(Items listed in a dataset)
○ ○ ○

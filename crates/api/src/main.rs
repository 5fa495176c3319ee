use std::sync::Arc;

use anyhow::Context as _;

use gatekeep_api::app::{router, services::build_services};
use gatekeep_api::config::ApiConfig;

#[tokio::main]
async fn main() -> anyhow::Result<()> {
    gatekeep_observability::init();

    let config = ApiConfig::from_env().context("reading configuration")?;
    let bind = config.bind;
    let services = Arc::new(build_services(config)?);
    let app = router(services.clone());

    let listener = tokio::net::TcpListener::bind(bind)
        .await
        .with_context(|| format!("failed to bind {bind}"))?;

    tracing::info!("listening on {}", listener.local_addr()?);

    axum::serve(listener, app)
        .with_graceful_shutdown(async {
            if let Err(err) = tokio::signal::ctrl_c().await {
                tracing::error!(error = %err, "cannot listen for shutdown signal");
                std::future::pending::<()>().await;
            }
        })
        .await
        .context("server error")?;

    services.shutdown();
    Ok(())
}
//! Event publishing/subscription abstraction.
//!
//! The bus distributes committed envelopes to read-model projections and to
//! side-effect consumers. It is not a store: delivery is at-least-once and
//! consumers must be idempotent. Projections fed by the bus may lag behind the
//! event store; anything that needs a strongly consistent answer (revocation,
//! uniqueness) reads the store instead.

use std::sync::Arc;
use std::sync::mpsc::{Receiver, RecvError, RecvTimeoutError, TryRecvError};
use std::time::Duration;

/// A subscription to a bus. Every subscription receives every message
/// published after it was created.
#[derive(Debug)]
pub struct Subscription<M> {
    receiver: Receiver<M>,
}

impl<M> Subscription<M> {
    pub fn new(receiver: Receiver<M>) -> Self {
        Self { receiver }
    }

    /// Block until the next message is available.
    pub fn recv(&self) -> Result<M, RecvError> {
        self.receiver.recv()
    }

    /// Try to receive a message without blocking.
    pub fn try_recv(&self) -> Result<M, TryRecvError> {
        self.receiver.try_recv()
    }

    /// Block for up to `timeout` waiting for a message.
    pub fn recv_timeout(&self, timeout: Duration) -> Result<M, RecvTimeoutError> {
        self.receiver.recv_timeout(timeout)
    }
}

/// Broadcast pub/sub transport for committed events.
///
/// Publication happens strictly after a successful append, so a failed
/// publish never loses an event: it is still in the store and can be
/// replayed into projections.
pub trait EventBus<M>: Send + Sync {
    type Error: core::fmt::Debug + Send + Sync + 'static;

    fn publish(&self, message: M) -> Result<(), Self::Error>;

    fn subscribe(&self) -> Subscription<M>;
}

impl<M, B> EventBus<M> for Arc<B>
where
    B: EventBus<M> + ?Sized,
{
    type Error = B::Error;

    fn publish(&self, message: M) -> Result<(), Self::Error> {
        (**self).publish(message)
    }

    fn subscribe(&self) -> Subscription<M> {
        (**self).subscribe()
    }
}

○ ○ ○

**What is expected**
Write out the data once more, word for word.

**Answer to this task**
filename crates/api/src/main.rs
repository 5fa495176c3319ee
use std::sync::Arc;

use anyhow::Context as _;

use gatekeep_api::app::{router, services::build_services};
use gatekeep_api::config::ApiConfig;

#[tokio::main]
async fn main() -> anyhow::Result<()> {
    gatekeep_observability::init();

    let config = ApiConfig::from_env().context("reading configuration")?;
    let bind = config.bind;
    let services = Arc::new(build_services(config)?);
    let app = router(services.clone());

    let listener = tokio::net::TcpListener::bind(bind)
        .await
        .with_context(|| format!("failed to bind {bind}"))?;

    tracing::info!("listening on {}", listener.local_addr()?);

    axum::serve(listener, app)
        .with_graceful_shutdown(async {
            if let Err(err) = tokio::signal::ctrl_c().await {
                tracing::error!(error = %err, "cannot listen for shutdown signal");
                std::future::pending::<()>().await;
            }
        })
        .await
        .context("server error")?;

    services.shutdown();
    Ok(())
}
//! Event publishing/subscription abstraction.
//!
//! The bus distributes committed envelopes to read-model projections and to
//! side-effect consumers. It is not a store: delivery is at-least-once and
//! consumers must be idempotent. Projections fed by the bus may lag behind the
//! event store; anything that needs a strongly consistent answer (revocation,
//! uniqueness) reads the store instead.

use std::sync::Arc;
use std::sync::mpsc::{Receiver, RecvError, RecvTimeoutError, TryRecvError};
use std::time::Duration;

/// A subscription to a bus. Every subscription receives every message
/// published after it was created.
#[derive(Debug)]
pub struct Subscription<M> {
    receiver: Receiver<M>,
}

impl<M> Subscription<M> {
    pub fn new(receiver: Receiver<M>) -> Self {
        Self { receiver }
    }

    /// Block until the next message is available.
    pub fn recv(&self) -> Result<M, RecvError> {
        self.receiver.recv()
    }

    /// Try to receive a message without blocking.
    pub fn try_recv(&self) -> Result<M, TryRecvError> {
        self.receiver.try_recv()
    }

    /// Block for up to `timeout` waiting for a message.
    pub fn recv_timeout(&self, timeout: Duration) -> Result<M, RecvTimeoutError> {
        self.receiver.recv_timeout(timeout)
    }
}

/// Broadcast pub/sub transport for committed events.
///
/// Publication happens strictly after a successful append, so a failed
/// publish never loses an event: it is still in the store and can be
/// replayed into projections.
pub trait EventBus<M>: Send + Sync {
    type Error: core::fmt::Debug + Send + Sync + 'static;

    fn publish(&self, message: M) -> Result<(), Self::Error>;

    fn subscribe(&self) -> Subscription<M>;
}

impl<M, B> EventBus<M> for Arc<B>
where
    B: EventBus<M> + ?Sized,
{
    type Error = B::Error;

    fn publish(&self, message: M) -> Result<(), Self::Error> {
        (**self).publish(message)
    }

    fn subscribe(&self) -> Subscription<M> {
        (**self).subscribe()
    }
}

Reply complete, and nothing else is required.